A Discounted Cash Flow, or DCF, model takes projected future cash flows and discounts them back into today’s dollars to estimate what the business might be worth at present.
For GE Vernova, the model uses last twelve months Free Cash Flow of about $7.86b and a 2 Stage Free Cash Flow to Equity approach. Analysts provide explicit forecasts for the next few years and Simply Wall St then extends those projections further out. By 2030, projected Free Cash Flow is $12.41b, with a path of annual figures between 2026 and 2035 that are a mix of analyst estimates and extrapolated values.
When all these projected cash flows are discounted back and divided across the share count, the model arrives at an estimated intrinsic value of about $759.92 per share. Compared with a recent share price of $933.85, the DCF output indicates the stock trades at a premium of roughly 22.9% on this model alone.
Result: OVERVALUED
Our Discounted Cash Flow (DCF) analysis suggests GE Vernova may be overvalued by 22.9%. Discover 47 high quality undervalued stocks or create your own screener to find better value opportunities.
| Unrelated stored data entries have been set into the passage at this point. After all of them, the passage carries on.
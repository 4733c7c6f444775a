//! Worker liveness record and its store.
//!
//! The heartbeat publisher owns the singleton row. Everyone else reads it
//! and applies their own staleness policy; the publisher deliberately has
//! no opinion on what "too old" means.

use anyhow::{Context, Result};
use chrono::{DateTime, Duration, Utc};
use rusqlite::{params, Connection, OptionalExtension};
use serde::{Deserialize, Serialize};
use std::path::Path;
use std::sync::{Arc, Mutex};

/// Singleton liveness + activity record written by the worker.
#[derive(Debug, Clone, Serialize, Deserialize)]
pub struct ServiceStatus {
    /// Free-text state name, e.g. "Running".
    pub status: String,
    pub last_heartbeat: DateTime<Utc>,
    pub version: String,
    pub active_execution_count: i64,
    pub next_scheduled_execution: Option<DateTime<Utc>>,
    /// Opaque statistics payload (queue depths, uptime, ...).
    pub statistics: serde_json::Value,
}

impl ServiceStatus {
    /// Read-side freshness classification of this record.
    pub fn freshness(&self, now: DateTime<Utc>) -> Freshness {
        Freshness::classify(now - self.last_heartbeat)
    }
}

/// Read-side freshness bands for the heartbeat.
#[derive(Debug, Clone, Copy, PartialEq, Eq)]
pub enum Freshness {
    /// Heartbeat under five minutes old.
    Fresh,
    /// Between five and sixty minutes; the worker may be wedged.
    Aging,
    /// Over an hour; the worker is almost certainly down.
    Stale,
}

impl Freshness {
    pub fn classify(age: Duration) -> Self {
        if age < Duration::minutes(5) {
            Self::Fresh
        } else if age <= Duration::minutes(60) {
            Self::Aging
        } else {
            Self::Stale
        }
    }

    pub fn as_str(&self) -> &'static str {
        match self {
            Self::Fresh => "fresh",
            Self::Aging => "aging",
            Self::Stale => "stale",
        }
    }
}

/// Store for the singleton [`ServiceStatus`] row.
#[derive(Clone)]
pub struct ServiceStatusStore {
    conn: Arc<Mutex<Connection>>,
}

impl ServiceStatusStore {
    pub fn open(path: &Path) -> Result<Self> {
        if let Some(parent) = path.parent() {
            std::fs::create_dir_all(parent)
                .with_context(|| format!("Failed to create directory {:?}", parent))?;
        }
        let conn = Connection::open(path)
            .with_context(|| format!("Failed to open database {:?}", path))?;
        conn.busy_timeout(std::time::Duration::from_secs(5))?;

        let store = Self {
            conn: Arc::new(Mutex::new(conn)),
        };
        store.init_schema()?;
        Ok(store)
    }

    fn init_schema(&self) -> Result<()> {
        let conn = self.conn.lock().unwrap();
        conn.execute(
            r#"
            CREATE TABLE IF NOT EXISTS service_status (
                id INTEGER PRIMARY KEY CHECK (id = 1),
                status TEXT NOT NULL,
                last_heartbeat TEXT NOT NULL,
                version TEXT NOT NULL,
                active_execution_count INTEGER NOT NULL DEFAULT 0,
                next_scheduled_execution TEXT,
                statistics TEXT NOT NULL DEFAULT '{}'
            )
            "#,
            [],
        )?;
        Ok(())
    }

    /// Upsert the heartbeat fields. Heartbeat publisher only.
    pub fn publish_heartbeat(
        &self,
        status: &str,
        version: &str,
        statistics: &serde_json::Value,
    ) -> Result<()> {
        let now = Utc::now();
        let conn = self.conn.lock().unwrap();
        conn.execute(
            r#"
            INSERT INTO service_status (id, status, last_heartbeat, version, statistics)
            VALUES (1, ?1, ?2, ?3, ?4)
            ON CONFLICT(id) DO UPDATE SET
                status = excluded.status,
                last_heartbeat = excluded.last_heartbeat,
                version = excluded.version,
                statistics = excluded.statistics
            "#,
            params![status, now, version, statistics.to_string()],
        )
        .context("Failed to publish heartbeat")?;
        Ok(())
    }

    /// Dispatcher side channel: activity counters only, never the
    /// heartbeat timestamp. A no-op until the first heartbeat lands.
    pub fn update_activity(
        &self,
        active_execution_count: i64,
        next_scheduled_execution: Option<DateTime<Utc>>,
    ) -> Result<()> {
        let conn = self.conn.lock().unwrap();
        conn.execute(
            "UPDATE service_status
             SET active_execution_count = ?1, next_scheduled_execution = ?2
             WHERE id = 1",
            params![active_execution_count, next_scheduled_execution],
        )
        .context("Failed to update activity")?;
        Ok(())
    }

    pub fn get(&self) -> Result<Option<ServiceStatus>> {
        let conn = self.conn.lock().unwrap();
        let row = conn
            .query_row(
                "SELECT status, last_heartbeat, version, active_execution_count,
                        next_scheduled_execution, statistics
                 FROM service_status WHERE id = 1",
                [],
                |row| {
                    let statistics: String = row.get(5)?;
                    Ok(ServiceStatus {
                        status: row.get(0)?,
                        last_heartbeat: row.get(1)?,
                        version: row.get(2)?,
                        active_execution_count: row.get(3)?,
                        next_scheduled_execution: row.get(4)?,
                        statistics: serde_json::from_str(&statistics)
                            .unwrap_or(serde_json::Value::Null),
                    })
                },
            )
            .optional()
            .context("Failed to read service status")?;
        Ok(row)
    }
}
For profitable companies, the P/E ratio is a useful way to think about value because it links what you pay for each share directly to the earnings that support that share price. A higher or lower P/E often reflects how the market is weighing growth potential against business and financial risk.
In general, faster expected earnings growth or lower perceived risk can justify a higher P/E, while slower growth or higher risk usually calls for a lower P/E. GE Vernova currently trades on a P/E of 26.77x. That sits below both the Electrical industry average of 36.27x and the peer group average of 46.43x, which suggests the stock is priced more conservatively than many sector peers on this simple comparison.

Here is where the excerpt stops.